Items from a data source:
+===+

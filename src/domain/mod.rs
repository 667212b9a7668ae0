// ==========================================
// 饼干库存管理系统 - 领域模型层
// ==========================================
// 职责: 定义领域实体、派生结果与报告结构
// 红线: 不含文件解析逻辑,不含引擎逻辑
// ==========================================

pub mod analysis;
pub mod stock;

// 重导出核心类型
pub use analysis::{AnalysisReport, AnalysisResult, ResultRow, StockStatus, SummaryStatistics};
pub use stock::{
    CleanOutcome, ImportOutcome, InventoryRecord, RawStockRow, TargetSpec, ValidationReport,
    ValidationWarning,
};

+===+

Write out every entry above exactly as given.

Response:
filename src/domain/mod.rs
repository 667212b9a7668ae0
// ==========================================
// 饼干库存管理系统 - 领域模型层
// ==========================================
// 职责: 定义领域实体、派生结果与报告结构
// 红线: 不含文件解析逻辑,不含引擎逻辑
// ==========================================

pub mod analysis;
pub mod stock;

// 重导出核心类型
pub use analysis::{AnalysisReport, AnalysisResult, ResultRow, StockStatus, SummaryStatistics};
pub use stock::{
    CleanOutcome, ImportOutcome, InventoryRecord, RawStockRow, TargetSpec, ValidationReport,
    ValidationWarning,
};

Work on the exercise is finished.